Problem requirements:
For the records that follow, return only the count of lines containing the string "names".

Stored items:

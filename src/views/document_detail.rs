//! Document detail screen: metadata plus action affordances.

use std::path::{Path, PathBuf};

use crate::api::ApiClient;
use crate::authz;
use crate::display::{self, FileKind};
use crate::error::{AppError, Result};
use crate::models::{Document, Id};
use crate::session::SessionStore;

pub const FORBIDDEN_MESSAGE: &str = "You do not have permission to view this document.";
pub const LOAD_FAILURE_MESSAGE: &str = "Failed to load document details.";
pub const DELETE_FAILURE_MESSAGE: &str = "Failed to delete document. You may not have permission.";
pub const DOWNLOAD_FAILURE_MESSAGE: &str = "Download failed. Please try again.";

/// Loaded detail state: the document, resolved reference names, and the
/// actions this user may take on it.
#[derive(Debug, Clone)]
pub struct DocumentDetailView {
    pub document: Document,
    pub category: Option<String>,
    pub department: Option<String>,
    pub can_download: bool,
    pub can_edit: bool,
    pub can_delete: bool,
}

impl DocumentDetailView {
    pub fn access_label(&self) -> &'static str {
        self.document
            .access_level
            .map(|level| level.label())
            .unwrap_or(display::EM_DASH)
    }

    pub fn file_kind(&self) -> FileKind {
        self.document
            .file_type
            .as_deref()
            .map(FileKind::from_mime_or_ext)
            .unwrap_or(FileKind::Other)
    }

    pub fn size_label(&self) -> Option<String> {
        self.document.file_size.map(display::format_bytes)
    }
}

/// Load the document together with its reference data.
///
/// The three reads are issued concurrently; any one failing fails the
/// whole view rather than rendering partially.
pub async fn load(client: &ApiClient, session: &SessionStore, id: &Id) -> Result<DocumentDetailView> {
    let token = session
        .token()
        .ok_or_else(|| AppError::Authentication("not signed in".into()))?;

    let (document, categories, departments) = tokio::try_join!(
        client.get_document(token, id),
        client.list_categories(Some(token)),
        client.list_departments(Some(token)),
    )
    .map_err(|e| super::surface(e, FORBIDDEN_MESSAGE, LOAD_FAILURE_MESSAGE))?;

    let user = session.user();
    Ok(DocumentDetailView {
        category: super::category_title(&categories, document.category_id.as_ref()),
        department: super::department_name(&departments, document.department_id.as_ref()),
        can_download: authz::has_permission(user, authz::DOCUMENTS_DOWNLOAD),
        can_edit: authz::can_edit_document(user, &document),
        can_delete: authz::can_delete_document(user, &document),
        document,
    })
}

/// Download the document's file into `target_dir`, returning the written
/// path. The filename falls back to `document-<id>` when the record
/// carries none.
pub async fn download_to(
    client: &ApiClient,
    session: &SessionStore,
    document: &Document,
    target_dir: &Path,
) -> Result<PathBuf> {
    let token = session
        .token()
        .ok_or_else(|| AppError::Authentication("not signed in".into()))?;

    let bytes = client
        .download_document(token, &document.id)
        .await
        .map_err(|e| super::surface(e, DOWNLOAD_FAILURE_MESSAGE, DOWNLOAD_FAILURE_MESSAGE))?;

    let file_name = document
        .file_name
        .clone()
        .unwrap_or_else(|| format!("document-{}", document.id));
    let target = target_dir.join(file_name);
    tokio::fs::write(&target, bytes).await?;
    Ok(target)
}

/// Delete the document. All failures surface as one message.
pub async fn delete(client: &ApiClient, session: &SessionStore, id: &Id) -> Result<()> {
    let token = session
        .token()
        .ok_or_else(|| AppError::Authentication("not signed in".into()))?;

    client
        .delete_document(token, id)
        .await
        .map_err(|e| super::surface(e, DELETE_FAILURE_MESSAGE, DELETE_FAILURE_MESSAGE))
}
//! Authorization evaluator.
//!
//! Client-side mirror of the server's permission rules, used to decide
//! which actions a screen offers. The server remains authoritative; these
//! checks gate affordances only.
//!
//! Every function here is total: absent or malformed user data resolves
//! to "no access", never to an error.

use crate::models::{Document, Id, User};

pub const DOCUMENTS_VIEW: &str = "documents-view";
pub const DOCUMENTS_CREATE: &str = "documents-create";
pub const DOCUMENTS_UPDATE: &str = "documents-update";
pub const DOCUMENTS_DELETE: &str = "documents-delete";
pub const DOCUMENTS_DOWNLOAD: &str = "documents-download";
pub const CATEGORIES_VIEW: &str = "categories-view";
pub const DEPARTMENTS_VIEW: &str = "departments-view";

pub const ROLE_ADMIN: &str = "admin";
pub const ROLE_MANAGER: &str = "manager";
pub const ROLE_EMPLOYEE: &str = "employee";

/// Fallback role→permission table, consulted only when the user record
/// carries no explicit permissions list.
fn role_permissions(role: &str) -> &'static [&'static str] {
    match role {
        ROLE_ADMIN => &[
            DOCUMENTS_VIEW,
            DOCUMENTS_CREATE,
            DOCUMENTS_UPDATE,
            DOCUMENTS_DELETE,
            DOCUMENTS_DOWNLOAD,
            CATEGORIES_VIEW,
            DEPARTMENTS_VIEW,
        ],
        ROLE_MANAGER => &[
            DOCUMENTS_VIEW,
            DOCUMENTS_CREATE,
            DOCUMENTS_UPDATE,
            DOCUMENTS_DOWNLOAD,
            CATEGORIES_VIEW,
            DEPARTMENTS_VIEW,
        ],
        ROLE_EMPLOYEE => &[
            DOCUMENTS_VIEW,
            DOCUMENTS_DOWNLOAD,
            CATEGORIES_VIEW,
            DEPARTMENTS_VIEW,
        ],
        _ => &[],
    }
}

/// Whether the user may perform the action named by `permission`.
///
/// An explicit `permissions` list on the user is the sole source of truth
/// when present; otherwise any held role whose table entry contains the
/// token grants it. The two sources are never merged.
pub fn has_permission(user: Option<&User>, permission: &str) -> bool {
    let Some(user) = user else {
        return false;
    };
    if let Some(explicit) = &user.permissions {
        return explicit.iter().any(|granted| granted == permission);
    }
    user.roles
        .names()
        .any(|role| role_permissions(role).contains(&permission))
}

/// Whether the user holds the exact role name (case-sensitive).
pub fn has_role(user: Option<&User>, role: &str) -> bool {
    user.map(|u| u.roles.contains(role)).unwrap_or(false)
}

/// The uploader id recorded on the document, if any.
///
/// The nested `uploader` object is the canonical shape; the flat
/// `uploaded_by` and `uploader_id` fields appear on some endpoints.
pub fn document_owner_id(document: &Document) -> Option<&Id> {
    document
        .uploader
        .as_ref()
        .map(|uploader| &uploader.id)
        .or(document.uploaded_by.as_ref())
        .or(document.uploader_id.as_ref())
}

fn is_uploader(user: &User, document: &Document) -> bool {
    document
        .uploader
        .as_ref()
        .map(|uploader| uploader.id == user.id)
        .unwrap_or(false)
}

fn is_recorded_owner(user: &User, document: &Document) -> bool {
    document
        .uploaded_by
        .as_ref()
        .map(|owner| *owner == user.id)
        .unwrap_or(false)
        || document
            .uploader_id
            .as_ref()
            .map(|owner| *owner == user.id)
            .unwrap_or(false)
}

/// Whether the user may edit the document.
///
/// Admins need `documents-update`. Managers need `documents-update` and
/// must be the uploader. Anyone matching the flat ownership fields may
/// edit their own document without the blanket permission.
pub fn can_edit_document(user: Option<&User>, document: &Document) -> bool {
    let Some(user) = user else {
        return false;
    };
    if has_permission(Some(user), DOCUMENTS_UPDATE) && has_role(Some(user), ROLE_ADMIN) {
        return true;
    }
    if has_permission(Some(user), DOCUMENTS_UPDATE)
        && has_role(Some(user), ROLE_MANAGER)
        && is_uploader(user, document)
    {
        return true;
    }
    is_recorded_owner(user, document)
}

/// Whether the user may delete the document.
///
/// Bare ownership suffices here, unlike edit which also requires the
/// update permission for non-owners. The asymmetry matches the server's
/// observed rules and is kept as-is.
pub fn can_delete_document(user: Option<&User>, document: &Document) -> bool {
    let Some(user) = user else {
        return false;
    };
    if has_permission(Some(user), DOCUMENTS_DELETE) {
        return true;
    }
    is_uploader(user, document)
}

/// Whether the upload form must lock `department_id` to the user's own
/// department. Applies to managers only.
pub fn is_department_locked(user: Option<&User>) -> bool {
    has_role(user, ROLE_MANAGER)
}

Answer section:
2